WORK TO BE COMPLETED - Whatever the records below hold, copy it all out exactly.

━━━━━ DATASET RECORDS ━━━━━

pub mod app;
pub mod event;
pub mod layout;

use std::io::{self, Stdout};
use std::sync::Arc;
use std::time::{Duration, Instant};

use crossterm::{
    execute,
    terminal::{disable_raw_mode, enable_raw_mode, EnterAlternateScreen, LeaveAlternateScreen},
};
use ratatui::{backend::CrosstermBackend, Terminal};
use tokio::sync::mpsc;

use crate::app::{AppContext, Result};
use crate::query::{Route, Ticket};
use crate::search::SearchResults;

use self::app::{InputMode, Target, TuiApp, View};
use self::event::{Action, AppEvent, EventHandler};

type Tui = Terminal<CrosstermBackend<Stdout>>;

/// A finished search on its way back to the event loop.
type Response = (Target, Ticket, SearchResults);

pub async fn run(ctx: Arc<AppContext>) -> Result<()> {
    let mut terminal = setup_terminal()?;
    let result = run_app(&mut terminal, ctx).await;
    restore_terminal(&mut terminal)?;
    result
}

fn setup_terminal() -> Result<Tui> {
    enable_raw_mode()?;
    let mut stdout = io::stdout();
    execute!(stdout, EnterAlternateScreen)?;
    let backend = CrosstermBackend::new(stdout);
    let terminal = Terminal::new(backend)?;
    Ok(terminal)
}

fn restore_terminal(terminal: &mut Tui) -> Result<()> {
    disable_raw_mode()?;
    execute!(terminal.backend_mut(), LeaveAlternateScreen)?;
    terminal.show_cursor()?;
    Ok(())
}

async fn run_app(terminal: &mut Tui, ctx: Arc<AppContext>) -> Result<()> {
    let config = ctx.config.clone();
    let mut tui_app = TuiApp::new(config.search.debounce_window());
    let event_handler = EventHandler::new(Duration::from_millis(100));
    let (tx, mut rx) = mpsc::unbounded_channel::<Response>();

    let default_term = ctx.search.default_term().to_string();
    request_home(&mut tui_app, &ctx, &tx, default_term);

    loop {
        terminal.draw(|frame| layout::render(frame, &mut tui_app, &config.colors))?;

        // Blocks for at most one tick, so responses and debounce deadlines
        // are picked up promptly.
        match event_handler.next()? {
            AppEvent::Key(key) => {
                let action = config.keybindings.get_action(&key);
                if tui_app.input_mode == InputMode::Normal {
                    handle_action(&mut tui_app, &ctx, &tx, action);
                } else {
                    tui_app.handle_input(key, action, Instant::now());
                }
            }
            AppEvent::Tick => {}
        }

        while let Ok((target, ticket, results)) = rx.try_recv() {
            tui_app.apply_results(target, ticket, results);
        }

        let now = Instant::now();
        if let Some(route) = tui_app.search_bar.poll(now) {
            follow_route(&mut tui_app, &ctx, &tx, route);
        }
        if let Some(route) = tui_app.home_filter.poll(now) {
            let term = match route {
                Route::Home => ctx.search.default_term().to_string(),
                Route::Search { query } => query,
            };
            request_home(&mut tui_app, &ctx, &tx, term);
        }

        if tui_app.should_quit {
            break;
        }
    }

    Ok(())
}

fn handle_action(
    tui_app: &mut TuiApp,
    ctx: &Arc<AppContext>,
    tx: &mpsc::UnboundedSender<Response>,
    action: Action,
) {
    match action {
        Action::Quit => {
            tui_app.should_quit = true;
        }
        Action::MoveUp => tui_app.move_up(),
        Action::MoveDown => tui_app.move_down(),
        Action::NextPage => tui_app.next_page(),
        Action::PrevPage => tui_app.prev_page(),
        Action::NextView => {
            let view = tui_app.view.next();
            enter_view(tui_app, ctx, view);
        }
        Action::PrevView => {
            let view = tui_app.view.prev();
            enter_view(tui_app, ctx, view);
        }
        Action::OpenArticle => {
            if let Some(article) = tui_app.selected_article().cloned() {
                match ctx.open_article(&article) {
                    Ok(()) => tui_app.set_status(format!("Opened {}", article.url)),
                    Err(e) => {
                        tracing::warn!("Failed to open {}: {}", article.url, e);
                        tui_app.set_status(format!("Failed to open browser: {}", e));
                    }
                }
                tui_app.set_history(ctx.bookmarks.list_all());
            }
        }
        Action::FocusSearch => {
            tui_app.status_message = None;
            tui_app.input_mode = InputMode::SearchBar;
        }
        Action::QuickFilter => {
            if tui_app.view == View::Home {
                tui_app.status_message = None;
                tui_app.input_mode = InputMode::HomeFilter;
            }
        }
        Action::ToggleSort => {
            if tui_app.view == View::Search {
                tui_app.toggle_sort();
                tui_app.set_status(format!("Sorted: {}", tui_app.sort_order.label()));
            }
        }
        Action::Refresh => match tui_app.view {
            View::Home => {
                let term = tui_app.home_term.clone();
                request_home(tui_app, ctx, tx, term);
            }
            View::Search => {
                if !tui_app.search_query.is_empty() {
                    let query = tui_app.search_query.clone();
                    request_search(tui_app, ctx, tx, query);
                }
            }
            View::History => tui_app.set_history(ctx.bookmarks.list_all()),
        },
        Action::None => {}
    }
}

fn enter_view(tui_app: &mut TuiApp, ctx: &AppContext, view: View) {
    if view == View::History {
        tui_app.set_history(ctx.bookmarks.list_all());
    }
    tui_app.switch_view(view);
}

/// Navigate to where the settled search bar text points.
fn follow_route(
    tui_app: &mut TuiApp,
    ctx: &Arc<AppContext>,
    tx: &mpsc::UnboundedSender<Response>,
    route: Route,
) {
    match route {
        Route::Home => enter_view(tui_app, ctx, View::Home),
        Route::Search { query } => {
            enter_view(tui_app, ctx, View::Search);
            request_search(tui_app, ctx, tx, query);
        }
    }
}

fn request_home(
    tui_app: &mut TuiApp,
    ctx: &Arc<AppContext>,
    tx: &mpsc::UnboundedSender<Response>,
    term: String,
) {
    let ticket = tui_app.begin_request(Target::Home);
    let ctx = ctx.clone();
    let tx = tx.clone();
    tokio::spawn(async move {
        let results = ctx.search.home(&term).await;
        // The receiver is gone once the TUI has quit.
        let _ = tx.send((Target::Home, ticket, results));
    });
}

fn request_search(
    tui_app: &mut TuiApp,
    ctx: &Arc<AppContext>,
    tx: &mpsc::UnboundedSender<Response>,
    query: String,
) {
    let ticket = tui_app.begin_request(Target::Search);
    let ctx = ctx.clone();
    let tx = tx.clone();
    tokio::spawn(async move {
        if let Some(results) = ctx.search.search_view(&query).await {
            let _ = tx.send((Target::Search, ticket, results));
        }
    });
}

━━━━━

ANSWER SPACE -
pub mod app;
pub mod event;
pub mod layout;

use std::io::{self, Stdout};
use std::sync::Arc;
use std::time::{Duration, Instant};

use crossterm::{
    execute,
    terminal::{disable_raw_mode, enable_raw_mode, EnterAlternateScreen, LeaveAlternateScreen},
};
use ratatui::{backend::CrosstermBackend, Terminal};
use tokio::sync::mpsc;

use crate::app::{AppContext, Result};
use crate::query::{Route, Ticket};
use crate::search::SearchResults;

use self::app::{InputMode, Target, TuiApp, View};
use self::event::{Action, AppEvent, EventHandler};

type Tui = Terminal<CrosstermBackend<Stdout>>;

/// A finished search on its way back to the event loop.
type Response = (Target, Ticket, SearchResults);

pub async fn run(ctx: Arc<AppContext>) -> Result<()> {
    let mut terminal = setup_terminal()?;
    let result = run_app(&mut terminal, ctx).await;
    restore_terminal(&mut terminal)?;
    result
}

fn setup_terminal() -> Result<Tui> {
    enable_raw_mode()?;
    let mut stdout = io::stdout();
    execute!(stdout, EnterAlternateScreen)?;
    let backend = CrosstermBackend::new(stdout);
    let terminal = Terminal::new(backend)?;
    Ok(terminal)
}

fn restore_terminal(terminal: &mut Tui) -> Result<()> {
    disable_raw_mode()?;
    execute!(terminal.backend_mut(), LeaveAlternateScreen)?;
    terminal.show_cursor()?;
    Ok(())
}

async fn run_app(terminal: &mut Tui, ctx: Arc<AppContext>) -> Result<()> {
    let config = ctx.config.clone();
    let mut tui_app = TuiApp::new(config.search.debounce_window());
    let event_handler = EventHandler::new(Duration::from_millis(100));
    let (tx, mut rx) = mpsc::unbounded_channel::<Response>();

    let default_term = ctx.search.default_term().to_string();
    request_home(&mut tui_app, &ctx, &tx, default_term);

    loop {
        terminal.draw(|frame| layout::render(frame, &mut tui_app, &config.colors))?;

        // Blocks for at most one tick, so responses and debounce deadlines
        // are picked up promptly.
        match event_handler.next()? {
            AppEvent::Key(key) => {
                let action = config.keybindings.get_action(&key);
                if tui_app.input_mode == InputMode::Normal {
                    handle_action(&mut tui_app, &ctx, &tx, action);
                } else {
                    tui_app.handle_input(key, action, Instant::now());
                }
            }
            AppEvent::Tick => {}
        }

        while let Ok((target, ticket, results)) = rx.try_recv() {
            tui_app.apply_results(target, ticket, results);
        }

        let now = Instant::now();
        if let Some(route) = tui_app.search_bar.poll(now) {
            follow_route(&mut tui_app, &ctx, &tx, route);
        }
        if let Some(route) = tui_app.home_filter.poll(now) {
            let term = match route {
                Route::Home => ctx.search.default_term().to_string(),
                Route::Search { query } => query,
            };
            request_home(&mut tui_app, &ctx, &tx, term);
        }

        if tui_app.should_quit {
            break;
        }
    }

    Ok(())
}

fn handle_action(
    tui_app: &mut TuiApp,
    ctx: &Arc<AppContext>,
    tx: &mpsc::UnboundedSender<Response>,
    action: Action,
) {
    match action {
        Action::Quit => {
            tui_app.should_quit = true;
        }
        Action::MoveUp => tui_app.move_up(),
        Action::MoveDown => tui_app.move_down(),
        Action::NextPage => tui_app.next_page(),
        Action::PrevPage => tui_app.prev_page(),
        Action::NextView => {
            let view = tui_app.view.next();
            enter_view(tui_app, ctx, view);
        }
        Action::PrevView => {
            let view = tui_app.view.prev();
            enter_view(tui_app, ctx, view);
        }
        Action::OpenArticle => {
            if let Some(article) = tui_app.selected_article().cloned() {
                match ctx.open_article(&article) {
                    Ok(()) => tui_app.set_status(format!("Opened {}", article.url)),
                    Err(e) => {
                        tracing::warn!("Failed to open {}: {}", article.url, e);
                        tui_app.set_status(format!("Failed to open browser: {}", e));
                    }
                }
                tui_app.set_history(ctx.bookmarks.list_all());
            }
        }
        Action::FocusSearch => {
            tui_app.status_message = None;
            tui_app.input_mode = InputMode::SearchBar;
        }
        Action::QuickFilter => {
            if tui_app.view == View::Home {
                tui_app.status_message = None;
                tui_app.input_mode = InputMode::HomeFilter;
            }
        }
        Action::ToggleSort => {
            if tui_app.view == View::Search {
                tui_app.toggle_sort();
                tui_app.set_status(format!("Sorted: {}", tui_app.sort_order.label()));
            }
        }
        Action::Refresh => match tui_app.view {
            View::Home => {
                let term = tui_app.home_term.clone();
                request_home(tui_app, ctx, tx, term);
            }
            View::Search => {
                if !tui_app.search_query.is_empty() {
                    let query = tui_app.search_query.clone();
                    request_search(tui_app, ctx, tx, query);
                }
            }
            View::History => tui_app.set_history(ctx.bookmarks.list_all()),
        },
        Action::None => {}
    }
}

fn enter_view(tui_app: &mut TuiApp, ctx: &AppContext, view: View) {
    if view == View::History {
        tui_app.set_history(ctx.bookmarks.list_all());
    }
    tui_app.switch_view(view);
}

/// Navigate to where the settled search bar text points.
fn follow_route(
    tui_app: &mut TuiApp,
    ctx: &Arc<AppContext>,
    tx: &mpsc::UnboundedSender<Response>,
    route: Route,
) {
    match route {
        Route::Home => enter_view(tui_app, ctx, View::Home),
        Route::Search { query } => {
            enter_view(tui_app, ctx, View::Search);
            request_search(tui_app, ctx, tx, query);
        }
    }
}

fn request_home(
    tui_app: &mut TuiApp,
    ctx: &Arc<AppContext>,
    tx: &mpsc::UnboundedSender<Response>,
    term: String,
) {
    let ticket = tui_app.begin_request(Target::Home);
    let ctx = ctx.clone();
    let tx = tx.clone();
    tokio::spawn(async move {
        let results = ctx.search.home(&term).await;
        // The receiver is gone once the TUI has quit.
        let _ = tx.send((Target::Home, ticket, results));
    });
}

fn request_search(
    tui_app: &mut TuiApp,
    ctx: &Arc<AppContext>,
    tx: &mpsc::UnboundedSender<Response>,
    query: String,
) {
    let ticket = tui_app.begin_request(Target::Search);
    let ctx = ctx.clone();
    let tx = tx.clone();
    tokio::spawn(async move {
        if let Some(results) = ctx.search.search_view(&query).await {
            let _ = tx.send((Target::Search, ticket, results));
        }
    });
}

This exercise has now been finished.